Required work >> How many lines of these entries hold the string "second"? Answer with the number alone.

_ _ _

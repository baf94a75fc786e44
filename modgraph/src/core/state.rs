//! In-memory predictor snapshots and graph copies.

use std::collections::{BTreeMap, HashMap};

use serde_json::{Map, Value};
use tracing::debug;

use crate::core::component::{Component, PredictorState};
use crate::core::module::{Module, ModuleRef};
use crate::core::traversal::set_by_path;
use crate::error::{ProgramError, Result};

impl Module {
    /// Snapshot every predictor's configuration, keyed by dotted path.
    pub fn dump_state(&self) -> Result<Value> {
        let mut entries = Map::new();
        for (path, predictor) in self.named_predictors() {
            let state = serde_json::to_value(predictor.state())
                .map_err(|err| mismatch(&path, err.to_string()))?;
            entries.insert(path, state);
        }
        Ok(Value::Object(entries))
    }

    /// Restore predictor configuration from [`Module::dump_state`] output.
    ///
    /// Every current predictor must have an entry. Nothing is written unless
    /// all entries parse.
    pub fn load_state(&mut self, state: &Value) -> Result<&mut Self> {
        let entries = state
            .as_object()
            .ok_or_else(|| mismatch("", "expected an object keyed by predictor path"))?;

        let mut parsed: Vec<(String, PredictorState)> = Vec::new();
        for (path, _) in self.named_predictors() {
            let entry = entries
                .get(&path)
                .ok_or_else(|| mismatch(&path, "missing entry"))?;
            let predictor_state: PredictorState = serde_json::from_value(entry.clone())
                .map_err(|err| mismatch(&path, err.to_string()))?;
            parsed.push((path, predictor_state));
        }

        for (path, predictor_state) in parsed {
            let mut predictor = self.predictor(&path)?;
            predictor.apply_state(predictor_state);
            set_by_path(self, &path, Component::Predictor(predictor))?;
        }
        debug!(entries = entries.len(), "loaded predictor state");
        Ok(self)
    }
}

fn mismatch(path: &str, reason: impl Into<String>) -> ProgramError {
    ProgramError::StateMismatch {
        path: path.to_string(),
        reason: reason.into(),
    }
}

/// Copy a module graph. Aliased sub-modules stay aliased in the copy and
/// cycles are reproduced; nothing is shared with the source except LM handles
/// and `forward` implementations.
pub fn deep_copy(root: &ModuleRef) -> Result<ModuleRef> {
    Copier::new(false).copy_module(root)
}

/// [`deep_copy`], then reset every predictor (LM unset, demos and hints cleared).
pub fn reset_copy(root: &ModuleRef) -> Result<ModuleRef> {
    Copier::new(true).copy_module(root)
}

struct Copier {
    reset: bool,
    memo: HashMap<*const Module, ModuleRef>,
}

impl Copier {
    fn new(reset: bool) -> Self {
        Self {
            reset,
            memo: HashMap::new(),
        }
    }

    fn copy_module(&mut self, source: &ModuleRef) -> Result<ModuleRef> {
        let key = source.as_ptr() as *const Module;
        if let Some(existing) = self.memo.get(&key) {
            return Ok(existing.clone());
        }
        let copy = Module::new().into_shared();
        self.memo.insert(key, copy.clone());

        let inner = source.try_borrow().map_err(|_| ProgramError::StateMismatch {
            path: String::new(),
            reason: "cannot copy a module that is mutably borrowed".to_string(),
        })?;
        let mut attrs = Vec::with_capacity(inner.attrs.len());
        for (name, value) in &inner.attrs {
            attrs.push((name.clone(), self.copy_component(value)?));
        }

        let mut target = copy.borrow_mut();
        target.compiled = inner.compiled;
        target.attrs = attrs;
        target.forward = inner.forward.clone();
        target.assertions = inner.assertions.clone();
        drop(target);
        Ok(copy)
    }

    fn copy_component(&mut self, value: &Component) -> Result<Component> {
        Ok(match value {
            Component::Predictor(predictor) => {
                let mut copy = predictor.clone();
                if self.reset {
                    copy.reset();
                }
                Component::Predictor(copy)
            }
            Component::Module(module) => Component::Module(self.copy_module(module)?),
            Component::List(items) => Component::List(
                items
                    .iter()
                    .map(|item| self.copy_component(item))
                    .collect::<Result<_>>()?,
            ),
            Component::Map(items) => {
                let mut copy = BTreeMap::new();
                for (key, item) in items {
                    copy.insert(key.clone(), self.copy_component(item)?);
                }
                Component::Map(copy)
            }
            Component::Opaque(value) => Component::Opaque(value.clone()),
        })
    }
}
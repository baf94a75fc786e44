//! JSON description of a program graph, for tooling and fixtures.
//!
//! ```json
//! {
//!   "attrs": [
//!     { "name": "retrieve", "value": { "kind": "predictor", "signature": "q -> passages" } },
//!     { "name": "qa", "value": { "kind": "module", "attrs": [] } }
//!   ]
//! }
//! ```
//!
//! Attributes are a list so that declaration order survives parsing. Modules
//! built from a description have no `forward`.

use std::collections::BTreeMap;
use std::fs;
use std::path::Path;

use anyhow::{Context, Result};
use serde::{Deserialize, Serialize};
use serde_json::Value;
use tracing::debug;

use crate::core::component::{Component, LmConfig, LmHandle, Predictor};
use crate::core::module::Module;

#[derive(Debug, Clone, Default, PartialEq, Serialize, Deserialize)]
pub struct ModuleSpec {
    #[serde(default)]
    pub compiled: bool,
    #[serde(default)]
    pub attrs: Vec<AttrSpec>,
}

#[derive(Debug, Clone, PartialEq, Serialize, Deserialize)]
pub struct AttrSpec {
    pub name: String,
    pub value: ComponentSpec,
}

#[derive(Debug, Clone, PartialEq, Serialize, Deserialize)]
#[serde(tag = "kind", rename_all = "snake_case")]
pub enum ComponentSpec {
    Predictor {
        signature: String,
        #[serde(default)]
        instructions: String,
        #[serde(default)]
        demos: Vec<Value>,
        #[serde(default)]
        lm: Option<LmConfig>,
    },
    Module(ModuleSpec),
    List {
        items: Vec<ComponentSpec>,
    },
    Map {
        entries: BTreeMap<String, ComponentSpec>,
    },
    Value {
        value: Value,
    },
}

/// Build a module from its description.
///
/// Predictors with equal LM configurations share a single handle.
pub fn build_module(spec: &ModuleSpec) -> Module {
    Builder::default().module(spec)
}

/// Read and build a graph description from disk.
pub fn load_graph(path: &Path) -> Result<Module> {
    let contents =
        fs::read_to_string(path).with_context(|| format!("read graph {}", path.display()))?;
    let spec: ModuleSpec = serde_json::from_str(&contents)
        .with_context(|| format!("parse graph {}", path.display()))?;
    let module = build_module(&spec);
    debug!(path = %path.display(), attrs = spec.attrs.len(), "loaded graph");
    Ok(module)
}

#[derive(Default)]
struct Builder {
    handles: Vec<LmHandle>,
}

impl Builder {
    fn module(&mut self, spec: &ModuleSpec) -> Module {
        let mut module = Module::new();
        module.compiled = spec.compiled;
        for attr in &spec.attrs {
            let value = self.component(&attr.value);
            module.set_attr(attr.name.clone(), value);
        }
        module
    }

    fn component(&mut self, spec: &ComponentSpec) -> Component {
        match spec {
            ComponentSpec::Predictor {
                signature,
                instructions,
                demos,
                lm,
            } => {
                let mut predictor = Predictor::new(signature.clone()).with_instructions(instructions.clone());
                predictor.demos = demos.clone();
                predictor.lm = lm.as_ref().map(|config| self.handle(config));
                Component::Predictor(predictor)
            }
            ComponentSpec::Module(module) => Component::from(self.module(module)),
            ComponentSpec::List { items } => {
                Component::List(items.iter().map(|item| self.component(item)).collect())
            }
            ComponentSpec::Map { entries } => Component::Map(
                entries
                    .iter()
                    .map(|(key, item)| (key.clone(), self.component(item)))
                    .collect(),
            ),
            ComponentSpec::Value { value } => Component::Opaque(value.clone()),
        }
    }

    fn handle(&mut self, config: &LmConfig) -> LmHandle {
        if let Some(existing) = self.handles.iter().find(|handle| handle.config() == config) {
            return existing.clone();
        }
        let handle = LmHandle::new(config.clone());
        self.handles.push(handle.clone());
        handle
    }
}

#[cfg(test)]
mod tests {
    use super::*;
    use serde_json::json;

    fn spec() -> ModuleSpec {
        serde_json::from_value(json!({
            "attrs": [
                { "name": "retrieve", "value": {
                    "kind": "predictor", "signature": "q -> passages",
                    "lm": { "model": "small" } } },
                { "name": "qa", "value": { "kind": "module", "compiled": true, "attrs": [
                    { "name": "generate", "value": {
                        "kind": "predictor", "signature": "q, passages -> a",
                        "lm": { "model": "small" } } }
                ] } },
                { "name": "k", "value": { "kind": "value", "value": 3 } }
            ]
        }))
        .expect("spec")
    }

    #[test]
    fn builds_graph_in_declaration_order() {
        let module = build_module(&spec());
        let names: Vec<_> = module.attrs().map(|(name, _)| name).collect();
        assert_eq!(names, vec!["retrieve", "qa", "k"]);
        let paths: Vec<_> = module
            .named_predictors()
            .into_iter()
            .map(|(path, _)| path)
            .collect();
        assert_eq!(paths, vec!["retrieve", "qa.generate"]);
        assert_eq!(module.named_sub_modules(true).len(), 1);
    }

    #[test]
    fn equal_lm_configs_share_a_handle() {
        let module = build_module(&spec());
        let predictors = module.predictors();
        let first = predictors[0].lm.as_ref().expect("lm");
        let second = predictors[1].lm.as_ref().expect("lm");
        assert!(first.same_handle(second));
    }

    #[test]
    fn load_graph_reports_parse_errors_with_path() {
        let temp = tempfile::tempdir().expect("tempdir");
        let path = temp.path().join("graph.json");
        fs::write(&path, "{ not json").expect("write");
        let err = load_graph(&path).expect_err("invalid");
        assert!(format!("{:#}", err).contains("parse graph"));
    }
}
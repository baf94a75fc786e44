//! Read-only lookup for experimental features.

/// Answers whether experimental operations (`get_lm`/`set_lm`) may run.
pub trait FeatureGate {
    fn experimental_enabled(&self) -> bool;
}

impl FeatureGate for bool {
    fn experimental_enabled(&self) -> bool {
        *self
    }
}
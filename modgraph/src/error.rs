//! Error taxonomy for program graphs.
//!
//! Only [`ProgramError::Assertion`] is recoverable, and only at the boundary
//! installed by `activate_assertions`. Every other variant bubbles to the caller
//! unchanged.

use std::fmt;

use serde::{Deserialize, Serialize};
use thiserror::Error;

use crate::core::path::join_attr;

/// Constraint violation raised by a `forward` implementation.
///
/// `target` optionally names the predictor (by dotted path) whose output broke
/// the constraint, so a backtrack handler can steer that predictor on retry.
#[derive(Debug, Clone, PartialEq, Eq, Serialize, Deserialize)]
pub struct AssertionFailure {
    pub message: String,
    pub target: Option<String>,
}

impl AssertionFailure {
    pub fn new(message: impl Into<String>) -> Self {
        Self {
            message: message.into(),
            target: None,
        }
    }

    /// Attach the dotted path of the offending predictor.
    pub fn at(mut self, path: impl Into<String>) -> Self {
        self.target = Some(path.into());
        self
    }

    /// Re-root the target path under attribute `name` of the parent module.
    pub fn nested_under(mut self, name: &str) -> Self {
        self.target = self.target.map(|target| join_attr(name, &target));
        self
    }
}

impl fmt::Display for AssertionFailure {
    fn fmt(&self, f: &mut fmt::Formatter<'_>) -> fmt::Result {
        match &self.target {
            Some(target) => write!(f, "{} (at {})", self.message, target),
            None => f.write_str(&self.message),
        }
    }
}

impl std::error::Error for AssertionFailure {}

/// Errors surfaced by traversal, module operations and the retry transform.
#[derive(Debug, Error)]
pub enum ProgramError {
    #[error("{operation} is an experimental feature; enable `experimental` in settings")]
    FeatureGated { operation: &'static str },

    #[error("multiple LMs are being used in the module ({distinct} distinct handles)")]
    InconsistentLm { distinct: usize },

    #[error("cannot resolve path '{path}': {reason}")]
    PathResolution { path: String, reason: String },

    #[error("invalid path '{path}': {reason}")]
    PathSyntax { path: String, reason: String },

    #[error("assertion failed: {0}")]
    Assertion(#[from] AssertionFailure),

    #[error("assertion still failing after {attempts} attempts: {failure}")]
    RetriesExhausted {
        attempts: u32,
        failure: AssertionFailure,
    },

    #[error("module has no forward implementation")]
    MissingForward,

    #[error("state for '{path}' does not match the program: {reason}")]
    StateMismatch { path: String, reason: String },

    #[error(transparent)]
    Forward(#[from] anyhow::Error),
}

impl ProgramError {
    pub(crate) fn unresolved(path: impl Into<String>, reason: impl Into<String>) -> Self {
        Self::PathResolution {
            path: path.into(),
            reason: reason.into(),
        }
    }

    /// True for the single recoverable kind handled by the retry transform.
    pub fn is_assertion(&self) -> bool {
        matches!(self, Self::Assertion(_))
    }
}

pub type Result<T, E = ProgramError> = std::result::Result<T, E>;

/// Fail with an [`AssertionFailure`] unless `condition` holds.
pub fn ensure(condition: bool, failure: impl FnOnce() -> AssertionFailure) -> Result<()> {
    if condition {
        Ok(())
    } else {
        Err(ProgramError::Assertion(failure()))
    }
}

_ _ _

Written answer >> 2